Data shown START

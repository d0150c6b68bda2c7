//! Upstream routes used by the aggregator.

use od_types::AccountId;
use serde::Serialize;
use std::fmt;

/// An OpenDota route.
#[derive(Debug, Clone, Copy, PartialEq, Eq, Hash, Serialize)]
#[serde(rename_all = "snake_case")]
pub enum Endpoint {
    /// `players/{id}`: profile plus rank fields.
    Player,
    /// `players/{id}/wl`
    WinLoss,
    /// `players/{id}/matches?limit=N&offset=K`, newest first.
    Matches,
    /// `players/{id}/recentMatches`
    RecentMatches,
    /// `players/{id}/heroes`
    Heroes,
    /// `players/{id}/peers`
    Peers,
    /// `players/{id}/totals`
    Totals,
    /// `topPlayers`
    TopPlayers,
    /// `proPlayers`
    ProPlayers,
}

impl Endpoint {
    /// Returns true for routes that are not scoped to a player.
    pub fn is_global(&self) -> bool {
        matches!(self, Endpoint::TopPlayers | Endpoint::ProPlayers)
    }

    /// Path relative to the API root.
    ///
    /// `account` is ignored by global routes.
    pub fn path(&self, account: Option<AccountId>) -> String {
        let account = account.map(|a| a.to_string()).unwrap_or_default();
        match self {
            Endpoint::Player => format!("players/{}", account),
            Endpoint::WinLoss => format!("players/{}/wl", account),
            Endpoint::Matches => format!("players/{}/matches", account),
            Endpoint::RecentMatches => format!("players/{}/recentMatches", account),
            Endpoint::Heroes => format!("players/{}/heroes", account),
            Endpoint::Peers => format!("players/{}/peers", account),
            Endpoint::Totals => format!("players/{}/totals", account),
            Endpoint::TopPlayers => "topPlayers".to_string(),
            Endpoint::ProPlayers => "proPlayers".to_string(),
        }
    }
}

impl fmt::Display for Endpoint {
    fn fmt(&self, f: &mut fmt::Formatter<'_>) -> fmt::Result {
        let name = match self {
            Endpoint::Player => "player",
            Endpoint::WinLoss => "win_loss",
            Endpoint::Matches => "matches",
            Endpoint::RecentMatches => "recent_matches",
            Endpoint::Heroes => "heroes",
            Endpoint::Peers => "peers",
            Endpoint::Totals => "totals",
            Endpoint::TopPlayers => "top_players",
            Endpoint::ProPlayers => "pro_players",
        };
        f.write_str(name)
    }
}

Data shown END

*Exercise objective*
Show each line of the material holding "serde".

*Exercise result*
use serde::Serialize;
#[serde(rename_all = "snake_case")]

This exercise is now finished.